Third, is there a conscious effort to mix old and new buildings? Parts of HK Island and some older Kowloon neighborhoods such as Tsim Sha Tsui now offer a reasonable mix, although there are of course very few genuinely old buildings left in the whole city. But this is not a result of planning. Much of Hong Kong was built up in the years right after World War II, so there are long stretches with buildings of generally similar age. And redevelopment of these post-war buildings on the Kowloon peninsula was suppressed for decades by the height limitations necessitated by Kai Tak airport. In new towns, buildings were by definition built almost simultaneously, so it's a moot point. So I don't think we can give HK's planners any credit in this category at all.

And now we come to point 4, population density. Full marks here, Hong Kong boys and girls! Hong Kong's lack of land for development has necessitated some of the world's highest population densities, whether the town planners here have liked it or not.

In sum, then, although Hong Kong's planners have now had over 40 years to absorb Jacobs' insights, one look around my own neighborhood at the clusters of brand-new residential towers with large empty lots in between has me thinking 'Hmmmm. We're still right here in Raaadiant City!!' And yet! My neighborhood is not an urban hellhole. It's not crime-ridden. It's not inconvenient. I don't have a car, so I either walk or use public transport wherever I go. And I don't think it's ugly.

So how can this be? How can Hong Kong's town planners have followed a blueprint that brought only misery to US cities, and yet come up with a city that's both famous for its vitality and, I would argue, highly livable? I'll try to find some answers to this question in Part II of this story.


thoughts on the question...

Hi Mr. T,

I think that there are a number of factors that may account for why most of the high rises "Radiant City" type develpoment has not made high crime urban hell-holes of much of HK.

1) Excellent & relatively inexpensive transporatation - most people can go from where they live to another section of town quickly and easily. The main exception to HK's "Radiant Cities" not being angst-ridden pockets of poverty and crime is Tin Shui Wai. Far from urban center and more importantly, expensive to get to more developed urban areas where better paying jobs are.

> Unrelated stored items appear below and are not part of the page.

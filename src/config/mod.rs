//! Configuration management subsystem.
//!
//! # Data Flow
//! ```text
//! config file (TOML, optional)
//!     → loader.rs (parse & deserialize, environment overrides)
//!     → validation.rs (semantic checks)
//!     → ServiceConfig (validated, immutable)
//!     → shared via Arc to all subsystems
//! ```
//!
//! # Design Decisions
//! - Config is immutable once loaded
//! - All fields have defaults so the service starts with no file at all
//! - Validation separates syntactic (serde) from semantic checks

pub mod loader;
pub mod schema;
pub mod validation;

pub use loader::{load_config, ConfigError};
pub use schema::{
    DownstreamConfig, ListenerConfig, LogFormat, ObservabilityConfig, ServiceConfig,
    ServiceIdentity, SimulationConfig, TelemetryConfig, TimeoutConfig,
};
//! Configuration validation.
//!
//! # Responsibilities
//! - Semantic validation (serde handles syntactic)
//! - Validate addresses and URLs parse
//! - Validate value ranges (timeouts > 0)
//!
//! # Design Decisions
//! - Returns all validation errors, not just first
//! - Validation is pure function: ServiceConfig → Result<(), Vec<ValidationError>>
//! - Runs before config is accepted into the system

use std::net::SocketAddr;
use thiserror::Error;

use crate::config::schema::ServiceConfig;

/// A single semantic problem in the configuration.
#[derive(Debug, Clone, PartialEq, Eq, Error)]
#[error("{field}: {reason}")]
pub struct ValidationError {
    pub field: &'static str,
    pub reason: String,
}

impl ValidationError {
    fn new(field: &'static str, reason: impl Into<String>) -> Self {
        Self {
            field,
            reason: reason.into(),
        }
    }
}

/// Check a configuration, collecting every problem found.
pub fn validate_config(config: &ServiceConfig) -> Result<(), Vec<ValidationError>> {
    let mut errors = Vec::new();

    if config.listener.bind_address.parse::<SocketAddr>().is_err() {
        errors.push(ValidationError::new(
            "listener.bind_address",
            format!("'{}' is not a socket address", config.listener.bind_address),
        ));
    }

    if config.service.name.trim().is_empty() {
        errors.push(ValidationError::new("service.name", "must not be empty"));
    }

    if config.timeouts.request_secs == 0 {
        errors.push(ValidationError::new("timeouts.request_secs", "must be greater than 0"));
    }

    check_url(&mut errors, "downstream.base_url", &config.downstream.base_url);
    if config.downstream.timeout_ms == 0 {
        errors.push(ValidationError::new("downstream.timeout_ms", "must be greater than 0"));
    }

    if config.telemetry.otlp_enabled {
        check_url(&mut errors, "telemetry.otlp_endpoint", &config.telemetry.otlp_endpoint);
        if config.telemetry.metric_interval_secs == 0 {
            errors.push(ValidationError::new(
                "telemetry.metric_interval_secs",
                "must be greater than 0",
            ));
        }
    }

    if config.telemetry.prometheus_enabled
        && config.telemetry.prometheus_address.parse::<SocketAddr>().is_err()
    {
        errors.push(ValidationError::new(
            "telemetry.prometheus_address",
            format!("'{}' is not a socket address", config.telemetry.prometheus_address),
        ));
    }

    if errors.is_empty() {
        Ok(())
    } else {
        Err(errors)
    }
}

fn check_url(errors: &mut Vec<ValidationError>, field: &'static str, value: &str) {
    match url::Url::parse(value) {
        Ok(url) if matches!(url.scheme(), "http" | "https") => {}
        Ok(url) => errors.push(ValidationError::new(
            field,
            format!("unsupported scheme '{}'", url.scheme()),
        )),
        Err(e) => errors.push(ValidationError::new(field, format!("'{}': {}", value, e))),
    }
}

2)These high density developments are not necessarilly associated with poverty. The private development of Tai Koo Shing is not substantially different from the Housing Authority flats in Tseung Kwan O, for example.

3)Amenities are nearby? Most big developments in new towns have amenities which function - schools and markets there or nearby, libraries, etc.

4)?Cultural expectations - Even in villages in Guangdong, people for the most part lived very densly (walled village w/ narrow alleys and small rooms). So, living densely is not so "foreign" to the cultural roots of many people??

It is an interesting question. Some answers may also be found in Nuala Rooney's book At Home with Density which I keep meaning to read soon.

Density, etc.

Thanks for your interesting comments, skmama. I will be taking up some of them in my next installment on this topic! I think number 4 is a big deal, and will say quite a bit about that.

By the way, don't go looking for that Rooney book at the Kowloon Central Library, because I've got it!! When I first saw the title, I thought, 'Hey, I didn't realize Mrs Tall had already published a volume of memoirs', but then I saw that it was about housing in HK . . . .

I've read the first couple of chapters, and have found it just okay so far. If one didn't know much about HK and its history of immigration, and had never been inside a HK public housing flat, the historical precis she does would be quite the bombshell, but if you've had some exposure to these, there's not a lot that's new so far.

Anyway, I should hold off on making too harsh a review, since I'm not that far into it yet. I'm hoping the upcoming chapters, which recount Rooney's actual research, will be much better.

Oh, and speaking of density, when I checked the book out, I forgot to pick up the copy of the VCD that accompanies the book; it's a documentary whose description looks very interesting indeed. I'll have to go back and get it!